Adult Swim
By Michael Koresky
The Pool
Dir. Chris Smith, U.S., Vitagraph Films
The value of a film like Chris Smith's The Pool becomes more tangible when you begin to imagine what a lesser filmmaker might have wrought from the same material. Extending his sympathy for, and fascination with, the American working class beyond the boundaries of his home country, Smith, the director of American Job, Home Movie, and American Movie, traveled to the small Indian state of Goa, its west coast the shores of the Arabian Sea, to make his latest film. The Pool is an unostentatiously crafted work about the daily travails and aspirations of an Indian teenager working at a hotel in the Goan capital of Panjim
to help support his family, who live in an impoverished nearby rural village, and who dreams of something better by enviously staring at a nearby wealthy man’s shimmering backyard pool from his tree perch. It could have been either mawkish or too self-consciously aping of a particularly neorealist style; instead Smith avoids both modes of address, using an expressive, incisive, and merely observant camera that rarely, if ever, calls attention to itself.
This doesn’t mean that Smith is unburdened by a certain pretense, of course. There’s no doubt that in filming The Pool in India, even going so far as to adapt an American author’s short story to this new, undeniably exotic locale (Randy Russell’s tale is actually set in Iowa), Smith is somewhat “out of his element,” and therefore there can’t help but be an inherent condescension, however compassionate, in its portrayal of India’s sharp class divide, spoken by its actors in Hindi, a language the director doesn’t understand. But Smith refuses a clinical or sentimental approach (there are no eye-rolling daydream sequences of its protagonist taking a slo-mo dive into the deep end, for instance), instead following his main charatcter, Venkatesh (played with appealing humility by the refreshingly gawky-featured Venkatesh Chavan), with steadfast attention that somehow never feels intrusive.
Part of this accomplishment might be that Smith doesn’t rely on close-ups, allowing Venkatesh, in crisp, bright images, to become part of his surroundings, whether it’s in the dingy hotel he sweeps and scrubs, or the bustling commercial streets where he and his young friend Jhangir (Jhangir Badshah) try to sell plastic bags to make extra money. When Venkatesh dares to breach the outer walls of the home he has begun to quietly crave, hoping to get near the pool which goes mysteriously unused, he forms bonds of varying intensity with the taciturn, philosophical owner, played by Nana Patekar (a well-known Indian actor), and his teenaged daughter, Ayesha (Ayesha Mohan), offering himself as a hired hand, to help remove dead leaves from the backyard and other various chores. The seduction of the pool remains integral to Venkatesh’s motivations, but it becomes an object of false comfort the more he finds out about the family’s relationship to it.
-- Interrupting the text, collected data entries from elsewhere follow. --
//! Domain layer: broker-wide configuration types.
//!
//! Frame and session types live in `pipe-core`; this module holds only what
//! is specific to running the broker process.

pub mod config;

pub use config::{BrokerConfig, WifiBackendKind};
The Pool lost the grand prize at Sundance last year to Christopher Zalla’s Padre Nuesto (released here in 2008 as Sangre de mi sangre), a good example of a film that falls into the traps that Smith’s film avoids. Also made by a white American filmmaker focusing on a subtitled social milieu, Zalla’s film objectified its Mexican immigrant protagonists by thrusting them into a derivative, violent action narrative. By contrast, Smith surveys his characters with a modest sympathy that fits their quotidian lives and humble ambitions, and even when things get darker in its third act, Smith never drowns them in overdetermined plot machinations. Smith’s transition from documentary to fiction filmmaking is quite welcome, and, along with Momma’s Man, Baghead, and The Order of Myths, it’s another example of a quality independent cinema renaissance in the U.S.